Lors de son récent déplacement au Bénin pour une visite d’amitié et de travail, le président sénégalais Bassirou Diomaye Faye a indiqué avoir abordé, avec son homologue Patrice Talon, plusieurs questions d’intérêt sous-régional, avec en filigrane la supposée brouille au sein de l’Union économique et monétaire ouest-africaine (Uemoa).
L’une des entités communautaires les plus homogènes et les plus solides de notre espace, l’Uemoa, a été épargnée par les divergences en cours dans la région ouest-africaine. Ce qui fait qu’elle n’est pas encore dans une zone de turbulences.

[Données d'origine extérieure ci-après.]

//! End-to-end projection: intake, extraction, scoring, policy routing
//! and catalogue effects.

mod common;

use common::{discovery, extract, ingest_and_extract, listing, posting_fields, WORKER};
use ingestion::{
    Actor, Candidate, CandidateState, JobStatus, MergeAction, Pipeline, PipelineWorker,
    PolicyUpsert, PostingStatus, TrustLevel,
};
use uuid::Uuid;

#[tokio::test]
async fn trusted_distinct_content_is_auto_published() {
    let pipeline = Pipeline::in_memory().await.unwrap();
    let (new, result) = listing(0, "trusted");

    let outcome = ingest_and_extract(&pipeline, &new, result).await;

    assert_eq!(outcome.candidate.state, CandidateState::Published);
    let posting_id = outcome.candidate.posting_id.expect("posting created");
    let posting = pipeline.find_posting(posting_id).await.unwrap();
    assert_eq!(posting.status, PostingStatus::Active);
    assert_eq!(posting.title, "Food shelf volunteer");

    let events = pipeline
        .events_for("candidate", outcome.candidate.id)
        .await
        .unwrap();
    assert!(events
        .iter()
        .any(|e| e.event_type == "extraction_projected"));
}

#[tokio::test]
async fn standard_distinct_content_waits_as_publishable() {
    let pipeline = Pipeline::in_memory().await.unwrap();
    let (new, result) = listing(0, "standard");

    let outcome = ingest_and_extract(&pipeline, &new, result).await;

    assert_eq!(outcome.candidate.state, CandidateState::Publishable);
    assert!(outcome.candidate.posting_id.is_none());
    assert_eq!(outcome.candidate.confidence, Some(0.0));
}

#[tokio::test]
async fn untrusted_content_routes_to_moderation() {
    let pipeline = Pipeline::in_memory().await.unwrap();
    let (new, result) = listing(0, "untrusted");

    let outcome = ingest_and_extract(&pipeline, &new, result).await;

    assert_eq!(outcome.candidate.state, CandidateState::NeedsReview);
    assert_eq!(
        outcome.candidate.moderation_route.as_deref(),
        Some("moderation_queue")
    );
}

#[tokio::test]
async fn exact_duplicate_from_trusted_source_auto_merges() {
    let pipeline = Pipeline::in_memory().await.unwrap();
    let (new, result) = listing(0, "trusted");
    let first = ingest_and_extract(&pipeline, &new, result.clone()).await;
    let posting_id = first.candidate.posting_id.unwrap();

    // Same content re-discovered under a different external id.
    let mut again = new.clone();
    again.external_id = "listing-1-repost".to_string();
    let second = ingest_and_extract(&pipeline, &again, result).await;

    assert_eq!(second.candidate.state, CandidateState::Merged);
    assert_eq!(second.merged_into, Some(first.candidate.id));
    let decision = second.decision.unwrap();
    assert_eq!(decision.action, MergeAction::AutoMerge);
    assert_eq!(decision.reason, "strong_duplicate");

    // The surviving candidate holds both discoveries and the posting.
    let discoveries = Candidate::discovery_ids(pipeline.store().pool(), first.candidate.id)
        .await
        .unwrap();
    assert_eq!(discoveries.len(), 2);
    let posting = pipeline.find_posting(posting_id).await.unwrap();
    assert_eq!(posting.candidate_id, first.candidate.id);
    assert_eq!(posting.status, PostingStatus::Active);
}

#[tokio::test]
async fn conflicting_signals_block_auto_merge() {
    let pipeline = Pipeline::in_memory().await.unwrap();
    let (new, result) = listing(0, "trusted");
    ingest_and_extract(&pipeline, &new, result.clone()).await;

    // Same content, but the contact domain disagrees.
    let mut again = new.clone();
    again.external_id = "listing-1-suspect".to_string();
    let mut conflicted = result;
    conflicted.contact_domain = Some("elsewhere.net".to_string());
    let second = ingest_and_extract(&pipeline, &again, conflicted).await;

    assert_eq!(second.candidate.state, CandidateState::NeedsReview);
    assert!(second.merged_into.is_none());
    let decision = second.decision.unwrap();
    assert_eq!(decision.action, MergeAction::NeedsReview);
    assert_eq!(decision.reason, "conflicting_signals");
}

#[tokio::test]
async fn policy_can_retarget_the_auto_merge_band_to_review() {
    let pipeline = Pipeline::in_memory().await.unwrap();
    let (new, result) = listing(0, "trusted");
    let first = ingest_and_extract(&pipeline, &new, result.clone()).await;

    pipeline
        .upsert_policy(
            &Actor::Operator(Uuid::now_v7()),
            PolicyUpsert {
                policy_key: format!("source:{}", new.origin),
                trust_level: TrustLevel::Trusted,
                auto_publish: None,
                requires_moderation: None,
                overrides: serde_json::json!({
                    "merge_decision_actions": { "auto_merge": "needs_review" },
                    "moderation_routes": { "strong_duplicate": "duplicate-review" }
                }),
            },
        )
        .await
        .unwrap();

    let mut again = new.clone();
    again.external_id = "listing-1-repost".to_string();
    let second = ingest_and_extract(&pipeline, &again, result).await;

    assert_eq!(second.candidate.state, CandidateState::NeedsReview);
    assert!(second.merged_into.is_none());
    assert_eq!(
        second.candidate.moderation_route.as_deref(),
        Some("duplicate-review")
    );
    // The first candidate keeps its posting untouched.
    assert_eq!(
        pipeline.find_candidate(first.candidate.id).await.unwrap().state,
        CandidateState::Published
    );
}

#[tokio::test]
async fn re_ingesting_a_known_discovery_is_idempotent() {
    let pipeline = Pipeline::in_memory().await.unwrap();
    let (new, result) = listing(0, "standard");

    let first = pipeline.ingest_discovery(&new).await.unwrap();
    assert!(first.created);

    let second = pipeline.ingest_discovery(&new).await.unwrap();
    assert!(!second.created);
    assert_eq!(second.discovery.id, first.discovery.id);
    // Collapsed onto the live extraction job.
    assert_eq!(second.job.id, first.job.id);

    // Once that job resolves, a fresh re-ingest gets a new job.
    pipeline
        .claim_jobs(WORKER, &[ingestion::JobKind::Extract], 10)
        .await
        .unwrap();
    pipeline
        .submit_result(
            first.job.id,
            WORKER,
            ingestion::WorkResult::Extracted(result),
        )
        .await
        .unwrap();

    let third = pipeline.ingest_discovery(&new).await.unwrap();
    assert!(!third.created);
    assert_ne!(third.job.id, first.job.id);
}

#[tokio::test]
async fn second_extraction_does_not_duplicate_the_candidate() {
    let pipeline = Pipeline::in_memory().await.unwrap();
    let (new, result) = listing(0, "standard");
    let first = ingest_and_extract(&pipeline, &new, result.clone()).await;

    // The same discovery goes through extraction again.
    let re_ingest = pipeline.ingest_discovery(&new).await.unwrap();
    pipeline
        .claim_jobs(WORKER, &[ingestion::JobKind::Extract], 10)
        .await
        .unwrap();
    let outcome = match pipeline
        .submit_result(
            re_ingest.job.id,
            WORKER,
            ingestion::WorkResult::Extracted(result),
        )
        .await
        .unwrap()
    {
        ingestion::SubmitOutcome::Projected(outcome) => outcome,
        other => panic!("expected projection, got {other:?}"),
    };

    assert_eq!(outcome.candidate.id, first.candidate.id);
}

#[tokio::test]
async fn stale_postings_are_detected_by_the_maintenance_worker() {
    let pipeline = Pipeline::in_memory().await.unwrap();
    let (new, result) = listing(0, "trusted");
    let outcome = ingest_and_extract(&pipeline, &new, result).await;
    let posting_id = outcome.candidate.posting_id.unwrap();

    // Fresh posting: nothing to schedule.
    assert_eq!(pipeline.schedule_freshness_checks().await.unwrap(), 0);

    // Age the posting past the freshness window.
    let old = chrono::Utc::now() - chrono::Duration::hours(200);
    sqlx::query("UPDATE postings SET last_seen_at = $1 WHERE id = $2")
        .bind(old)
        .bind(posting_id)
        .execute(pipeline.store().pool())
        .await
        .unwrap();

    let worker = PipelineWorker::new(pipeline.clone(), "maintenance");
    worker.tick(10).await.unwrap();

    let posting = pipeline.find_posting(posting_id).await.unwrap();
    assert_eq!(posting.status, PostingStatus::Stale);

    let jobs = pipeline
        .list_jobs(&ingestion::JobFilter {
            status: Some(JobStatus::Done),
            kind: Some(ingestion::JobKind::CheckFreshness),
            limit: None,
        })
        .await
        .unwrap();
    assert_eq!(jobs.len(), 1);
}

#[tokio::test]
async fn projection_keys_to_the_job_lease() {
    let pipeline = Pipeline::in_memory().await.unwrap();
    let (new, result) = listing(0, "trusted");
    let intake = pipeline.ingest_discovery(&new).await.unwrap();

    pipeline
        .claim_jobs(WORKER, &[ingestion::JobKind::Extract], 10)
        .await
        .unwrap();

    // A worker that lost the lease cannot project.
    let err = pipeline
        .submit_result(
            intake.job.id,
            "impostor",
            ingestion::WorkResult::Extracted(result),
        )
        .await
        .unwrap_err();
    assert!(err.is_conflict());

    // No candidate was created by the failed attempt.
    let candidates = pipeline
        .list_candidates(&ingestion::CandidateFilter::default())
        .await
        .unwrap();
    assert!(candidates.is_empty());
}

#[tokio::test]
async fn low_signal_overlap_with_same_domain_needs_review() {
    let pipeline = Pipeline::in_memory().await.unwrap();
    let (new, result) = listing(0, "trusted");
    ingest_and_extract(&pipeline, &new, result).await;

    // Dissimilar text from the same organization and domain: a human
    // should look before a second posting appears.
    let second_new = discovery(
        "north_market",
        "listing-2",
        "https://north.org/roles/driver",
        "trusted",
    );
    let second_result = extract(
        posting_fields(
            "Delivery driver",
            "North Market",
            "Drive donated goods between drop-off sites twice a month",
            "https://north.org/roles/driver",
        ),
        Some("north.org"),
    );
    let outcome = ingest_and_extract(&pipeline, &second_new, second_result).await;

    assert_eq!(outcome.candidate.state, CandidateState::NeedsReview);
}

Après les divisions constatées au sein de la Communauté économique des États de l’Afrique de l’Ouest (Cedeao), la région ne peut pas se payer le luxe de connaître d’autres fractures dans d’autres organisations communautaires.
« Concernant la Cedeao, nous revenons d’un sommet, et j’ai rappelé au président Talon les défis qui s’imposent à l’organisation, qui doit, comme l’Uemoa, se réformer », avait souligné le chef d’État sénégalais sur le perron de la présidence béninoise. Ce rappel du président Faye sur l’organe communautaire qui regroupe les pays ouest-africains utilisant le FCfa, fait suite à la réunion du Conseil des ministres des Finances qui s’était tenue le 12 juillet dernier à Lomé, au Togo.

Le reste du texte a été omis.